# Isopods



## Dartfrogfreak (Jun 22, 2005)

I would like to aquire some isopods. 


I was wondering if any of ya guys out there know of good vendors with them. I was looking at flyculture.com but they only have one species I was hoping get the orange sowbugs though.



Thanx


TODD


----------



## Guest (Oct 27, 2005)

Todd,


----------



## Guest (Oct 27, 2005)

oops...... 

Like these??

http://market.insecthobbyist.com/detail ... &de=201057


----------



## dmatychuk (Apr 20, 2005)

What kind of pricing is that at 45.00 a dozen! I am in the wrong business.


----------



## Guest (Oct 27, 2005)

haha yeah me too..........


----------



## Jordan B (Oct 8, 2004)

Plus 20 shipping, that's frog food for the price of an imitator. He's also selling boxes of rotten wood for $20 bucks each. Lol, to each their own.
Jordan


----------



## Arklier (Mar 1, 2004)

The regular ones are easy to get for those of us who still have weather that's not freezing yet. Turn over some rocks in a moist area, or take a whole unsliced loaf of stale bread (like French bread), cut a small hole in one end, and hollow out the inside. Then leave it outside overnight where it won't get too soggy. You might have to wait a few nights, but they'll crawl inside to eat the bread and you can gather them up.

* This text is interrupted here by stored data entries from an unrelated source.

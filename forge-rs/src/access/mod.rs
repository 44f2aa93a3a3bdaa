//! Access control
//!
//! Quota policy: every identity gets `FREE_QUOTA` product generations;
//! subscribers are unmetered.

pub mod controller;
pub mod types;

pub use controller::AccessController;
pub use types::{DenyReason, UsageDecision, FREE_QUOTA};
//! forge-rs: account and free-quota metering for DigitalForge
//!
//! A small HTTP service fronting a product-generation endpoint: register
//! and log in users, meter a per-identity free quota, gate generation once
//! the quota is exhausted, and present the subscription checkout page.
//!
//! # Design
//!
//! - **Identity store**: in-memory email -> account mapping, owned
//!   explicitly and passed by handle (no ambient global). Unauthenticated
//!   callers all share one guest account and its quota bucket.
//! - **Access controller**: resolves a session token to an account
//!   (degrading to guest when the token is missing or unresolvable) and
//!   applies the free-quota policy as one atomic check-and-increment.
//! - **Session tokens**: signed, expiring HS256 tokens. An unsigned token
//!   would be forgeable for any known email, so resolution rejects anything
//!   that fails signature or expiry checks.
//! - **Passwords**: salted Argon2 hashes.
//!
//! State lives for the process lifetime only; durability is out of scope.
//!
//! # Modules
//!
//! - [`config`]: Configuration management
//! - [`error`]: Error types and handling
//! - [`store`]: Identity store
//! - [`access`]: Quota policy and usage decisions
//! - [`session`]: Session token issuance and resolution
//! - [`generator`]: Product text rendering
//! - [`api`]: HTTP surface

pub mod access;
pub mod api;
pub mod config;
pub mod error;
pub mod generator;
pub mod session;
pub mod store;

// Re-export commonly used types
pub use config::Config;
pub use error::{ForgeError, Result};
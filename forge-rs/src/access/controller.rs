//! Access controller
//!
//! Resolves a caller to an account and enforces the free-tier quota.

use std::sync::Arc;
use tracing::{debug, warn};

use super::types::{DenyReason, UsageDecision};
use crate::session::SessionTokens;
use crate::store::{AccountStore, GUEST_EMAIL};

/// Quota policy enforcement over the account store
pub struct AccessController {
    store: Arc<AccountStore>,
    tokens: SessionTokens,
    free_quota: u32,
}

impl AccessController {
    /// Create a controller over the given store
    pub fn new(store: Arc<AccountStore>, tokens: SessionTokens, free_quota: u32) -> Self {
        AccessController {
            store,
            tokens,
            free_quota,
        }
    }

    /// Resolve a session token to an account email
    ///
    /// Falls back to the shared guest identity when the token is missing,
    /// malformed, expired, or names an account no longer in the store.
    /// Resolution never fails the request.
    pub async fn resolve_identity(&self, token: Option<&str>) -> String {
        let Some(token) = token else {
            return GUEST_EMAIL.to_string();
        };

        match self.tokens.resolve(token) {
            Some(email) if self.store.contains(&email).await => email,
            Some(email) => {
                warn!("Token for unknown account {}, serving as guest", email);
                GUEST_EMAIL.to_string()
            }
            None => {
                debug!("Unresolvable session token, serving as guest");
                GUEST_EMAIL.to_string()
            }
        }
    }

    /// Decide a usage-consuming request
    ///
    /// Non-subscribers at or past the free quota are denied without
    /// mutation. Everyone else has their counter incremented and is allowed;
    /// subscribers are never denied. Check and increment run as one atomic
    /// store update, so concurrent requests cannot oversell the quota.
    pub async fn request_usage(&self, token: Option<&str>) -> UsageDecision {
        let email = self.resolve_identity(token).await;
        if email == GUEST_EMAIL {
            self.store.get_or_create_guest().await;
        }

        let free_quota = self.free_quota;
        let decision = self
            .store
            .update(&email, |account| {
                if !account.is_subscriber && account.products_count >= free_quota {
                    return UsageDecision::Denied {
                        reason: DenyReason::QuotaExhausted,
                    };
                }

                account.products_count += 1;
                UsageDecision::Allowed {
                    remaining: account.products_remaining(free_quota),
                    is_subscriber: account.is_subscriber,
                }
            })
            .await;

        // The account cannot disappear between resolution and update, but
        // the lookup is still fallible; treat a miss as an exhausted guest.
        decision.unwrap_or(UsageDecision::Denied {
            reason: DenyReason::QuotaExhausted,
        })
    }

    /// Free quota this controller enforces
    pub fn free_quota(&self) -> u32 {
        self.free_quota
    }
}

#[cfg(test)]
mod tests {
    use super::*;
    use crate::access::types::FREE_QUOTA;

    fn controller(store: Arc<AccountStore>) -> AccessController {
        AccessController::new(
            store,
            SessionTokens::new("test-secret".to_string(), 1),
            FREE_QUOTA,
        )
    }

    #[tokio::test]
    async fn test_fresh_account_quota_sequence() {
        let store = Arc::new(AccountStore::new());
        store.register("A", "a@x.com", "pw").await.unwrap();

        let access = controller(store.clone());
        let token = access.tokens.issue("a@x.com").unwrap();

        // First three calls allowed with remaining 2, 1, 0
        for expected in [2u32, 1, 0] {
            let decision = access.request_usage(Some(&token)).await;
            assert_eq!(
                decision,
                UsageDecision::Allowed {
                    remaining: expected,
                    is_subscriber: false
                }
            );
        }

        // Fourth call denied, counter unchanged
        let decision = access.request_usage(Some(&token)).await;
        assert_eq!(
            decision,
            UsageDecision::Denied {
                reason: DenyReason::QuotaExhausted
            }
        );
        assert_eq!(store.get("a@x.com").await.unwrap().products_count, 3);
    }

    #[tokio::test]
    async fn test_subscriber_never_denied() {
        let store = Arc::new(AccountStore::new());
        store.register("A", "a@x.com", "pw").await.unwrap();
        store.confirm_subscription("a@x.com").await.unwrap();
        store
            .update("a@x.com", |account| account.products_count = 10)
            .await
            .unwrap();

        let access = controller(store.clone());
        let token = access.tokens.issue("a@x.com").unwrap();

        let decision = access.request_usage(Some(&token)).await;
        assert_eq!(
            decision,
            UsageDecision::Allowed {
                remaining: 0,
                is_subscriber: true
            }
        );

        // Counter still increments past the quota for observability
        assert_eq!(store.get("a@x.com").await.unwrap().products_count, 11);
    }

    #[tokio::test]
    async fn test_guest_quota_is_shared() {
        let store = Arc::new(AccountStore::new());
        let access = controller(store.clone());

        // Three anonymous calls from "different callers" share one bucket
        assert!(access.request_usage(None).await.is_allowed());
        assert!(access.request_usage(Some("garbage-token")).await.is_allowed());
        assert!(access.request_usage(None).await.is_allowed());

        let decision = access.request_usage(None).await;
        assert_eq!(
            decision,
            UsageDecision::Denied {
                reason: DenyReason::QuotaExhausted
            }
        );
        assert_eq!(store.get(GUEST_EMAIL).await.unwrap().products_count, 3);
    }

    #[tokio::test]
    async fn test_token_for_unknown_account_degrades_to_guest() {
        let store = Arc::new(AccountStore::new());
        let access = controller(store.clone());

        // Validly signed token whose subject was never registered
        let token = access.tokens.issue("ghost@x.com").unwrap();
        assert_eq!(access.resolve_identity(Some(&token)).await, GUEST_EMAIL);

        assert!(access.request_usage(Some(&token)).await.is_allowed());
        assert_eq!(store.get(GUEST_EMAIL).await.unwrap().products_count, 1);
    }

    #[tokio::test]
    async fn test_resolve_identity_live_account() {
        let store = Arc::new(AccountStore::new());
        store.register("A", "a@x.com", "pw").await.unwrap();

        let access = controller(store);
        let token = access.tokens.issue("a@x.com").unwrap();

        assert_eq!(access.resolve_identity(Some(&token)).await, "a@x.com");
        assert_eq!(access.resolve_identity(Some("malformed")).await, GUEST_EMAIL);
        assert_eq!(access.resolve_identity(None).await, GUEST_EMAIL);
    }

    #[tokio::test]
    async fn test_concurrent_requests_do_not_oversell() {
        let store = Arc::new(AccountStore::new());
        store.register("A", "a@x.com", "pw").await.unwrap();

        let access = Arc::new(controller(store.clone()));
        let token = access.tokens.issue("a@x.com").unwrap();

        let mut handles = Vec::new();
        for _ in 0..10 {
            let access = Arc::clone(&access);
            let token = token.clone();
            handles.push(tokio::spawn(async move {
                access.request_usage(Some(&token)).await
            }));
        }

        let mut allowed = 0;
        for handle in handles {
            if handle.await.unwrap().is_allowed() {
                allowed += 1;
            }
        }

        assert_eq!(allowed, 3);
        assert_eq!(store.get("a@x.com").await.unwrap().products_count, 3);
    }
}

Here's a link for orange isopods that might be a bit easier on the pocketbook:

http://www.doubleds.org/roaches.html


----------



## Guest (Oct 27, 2005)

good idea....i'll have to remember that in the spring. Getting a little too cold here


----------



## dmatychuk (Apr 20, 2005)

> Here's a link for orange isopods that might be a bit easier on the pocketbook:


Even these at 12 for 25.00 are crazy. @2.08 a crack that is better eating than me. Really am I missing something here or are spanish isopods like the thing.


----------



## Guest (Oct 27, 2005)

The orange color must pretty expensive..............


----------



## Arklier (Mar 1, 2004)

dmatychuk said:


> > Here's a link for orange isopods that might be a bit easier on the pocketbook:
> 
> 
> Even these at 12 for 25.00 are crazy. @2.08 a crack that is better eating than me. Really am I missing something here or are spanish isopods like the thing.

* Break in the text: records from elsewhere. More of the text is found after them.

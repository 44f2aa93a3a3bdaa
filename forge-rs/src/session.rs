//! Session tokens
//!
//! Signed, expiring bearer tokens (HS256) binding a session to an account
//! email. Resolution is best-effort: any malformed, tampered or expired
//! token yields `None` and the caller degrades to the guest identity.

use jsonwebtoken::{decode, encode, DecodingKey, EncodingKey, Header, Validation};
use serde::{Deserialize, Serialize};
use std::time::{Duration, SystemTime, UNIX_EPOCH};

use crate::error::Result;

/// Token claims
#[derive(Debug, Clone, Serialize, Deserialize)]
pub struct Claims {
    /// Subject (email address)
    pub sub: String,
    /// Expiration time (Unix timestamp)
    pub exp: u64,
    /// Issued at (Unix timestamp)
    pub iat: u64,
}

/// Session token issuer/resolver
#[derive(Clone)]
pub struct SessionTokens {
    secret: String,
    expiration: Duration,
}

impl SessionTokens {
    /// Create a token issuer with the given signing secret and lifetime
    pub fn new(secret: String, expiration_hours: u64) -> Self {
        Self {
            secret,
            expiration: Duration::from_secs(expiration_hours * 3600),
        }
    }

    /// Issue a signed token for an email
    pub fn issue(&self, email: &str) -> Result<String> {
        let now = SystemTime::now()
            .duration_since(UNIX_EPOCH)
            .unwrap_or_default()
            .as_secs();

        let claims = Claims {
            sub: email.to_string(),
            exp: now + self.expiration.as_secs(),
            iat: now,
        };

        let token = encode(
            &Header::default(),
            &claims,
            &EncodingKey::from_secret(self.secret.as_bytes()),
        )?;

        Ok(token)
    }

    /// Resolve a token back to its email
    ///
    /// Whether the email still names a live account is the caller's concern.
    pub fn resolve(&self, token: &str) -> Option<String> {
        decode::<Claims>(
            token,
            &DecodingKey::from_secret(self.secret.as_bytes()),
            &Validation::default(),
        )
        .ok()
        .map(|data| data.claims.sub)
    }
}

impl Default for SessionTokens {
    fn default() -> Self {
        Self::new("change-me-in-production".to_string(), 24)
    }
}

I dunno. I paid $28 for 20 Blatta lateralis. They seem to breed quickly and I hope they'll make good feeders. You can view the isopods as a starter culture, but I don't really think that the frogs will care one way or the other about whether they're orange or not.


----------



## joshsfrogs (May 6, 2004)

Arklier,

Is there a size difference in the grey and orange isopods? Also, do the grey ones need a dormant time? I would assume the orange ones would not?

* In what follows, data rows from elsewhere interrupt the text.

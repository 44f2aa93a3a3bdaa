use serde::{Deserialize, Serialize};

/// Reserved identifier for the shared guest account.
///
/// All requests without a resolvable session token draw from this single
/// quota bucket.
pub const GUEST_EMAIL: &str = "guest";

/// A tracked identity with usage and subscription state
#[derive(Debug, Clone, Serialize, Deserialize)]
pub struct Account {
    /// Email address (unique key); `GUEST_EMAIL` for the guest account
    pub email: String,
    /// Display name, may be empty
    pub name: String,
    /// Argon2 PHC hash string; empty for the guest account
    pub password_hash: String,
    /// Number of products generated so far
    pub products_count: u32,
    /// Whether the account has an active subscription
    pub is_subscriber: bool,
}

impl Account {
    /// Create a fresh account with zero usage
    pub fn new(email: String, name: String, password_hash: String) -> Self {
        Account {
            email,
            name,
            password_hash,
            products_count: 0,
            is_subscriber: false,
        }
    }

    /// Create the shared guest account
    pub fn guest() -> Self {
        Account {
            email: GUEST_EMAIL.to_string(),
            name: "Guest".to_string(),
            password_hash: String::new(),
            products_count: 0,
            is_subscriber: false,
        }
    }

    /// Whether this is the shared guest account
    pub fn is_guest(&self) -> bool {
        self.email == GUEST_EMAIL
    }

    /// Free generations left under the given quota
    pub fn products_remaining(&self, free_quota: u32) -> u32 {
        free_quota.saturating_sub(self.products_count)
    }
}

I might have to try culturing these things...Any culturing tips?


----------



## Arklier (Mar 1, 2004)

I'm not sure about the orange ones, since I haven't cultured those before. I threw a few of the ones I caught outside into one of my tanks awhile ago, but it hasn't been a whole year yet. I would assume that they don't need a dormant period, since people have reported keeping them in their vivs. They're detritivores, so they'll eat anything that's dead, except maybe dead frogs. The ones I have eat dead leaves, slimy veggies, grass cuttings, compost, anything. Since the frogs might be snacking on them, I'd suggest not feeding them anything that might have chemicals on it if you keep a seperate culture, though. The most important thing is to remember to keep them moist, since isopods breathe through gills.


----------



## dmatychuk (Apr 20, 2005)

I never used isopods. do your frogs like them? They seem on the big side. What info can you provide.


----------



## Dancing frogs (Feb 20, 2004)

...a bunch of dirt in a box, feed the same thing(s) you feed springtails.

I use the standard shoebox, a drainage layer of leca, and 2-3 inches of abg substrate mix, covered by pieces of coco-mat...dont know what it is about the coco-mat, but they really like it.
I don't have orange ones either...the more common variety doesn't need any special dormant periods.
Mine seemed to take a long time to reproduce, but now they are fairly productive.


----------



## Arklier (Mar 1, 2004)

I only have them in with my azureus. The frogs will eat a baby or two if they come across them, but the isopods breed fairly quickly and are mostly active at night. During the day they hide.


----------



## Ed (Sep 19, 2004)

You can find orangish ones around PA and NJ. 
If we get another couple of sixtish days check some rotten logs in a sunny location and you should find some of the Porcelio (I think I spelled that correctly). I was able to collect a couple of dozen to start some cultures just last weekend. 

Ed


----------



## dmatychuk (Apr 20, 2005)

Ed,
with the price these things are going for I think you could have a pretty lucrative career.


----------



## Guest (Oct 28, 2005)

My terribilis eat them, i picked a few from the yard this past summer and threw them right in the tank and well............they didn't last too long with the 6 garbage disposal terribili. :lol:


----------



## Ed (Sep 19, 2004)

Hi David,

It would be lucrative if I didn't keep telling people how to get and raise thier own.......

I also raise a type of grain weevil at home that while not super productive takes almost no care and my Atelopus spumarius and tincts seem to like a lot. I get a feeding a month out of the culture but then I only have one culture in a one gallon glass jar. 

Ed


----------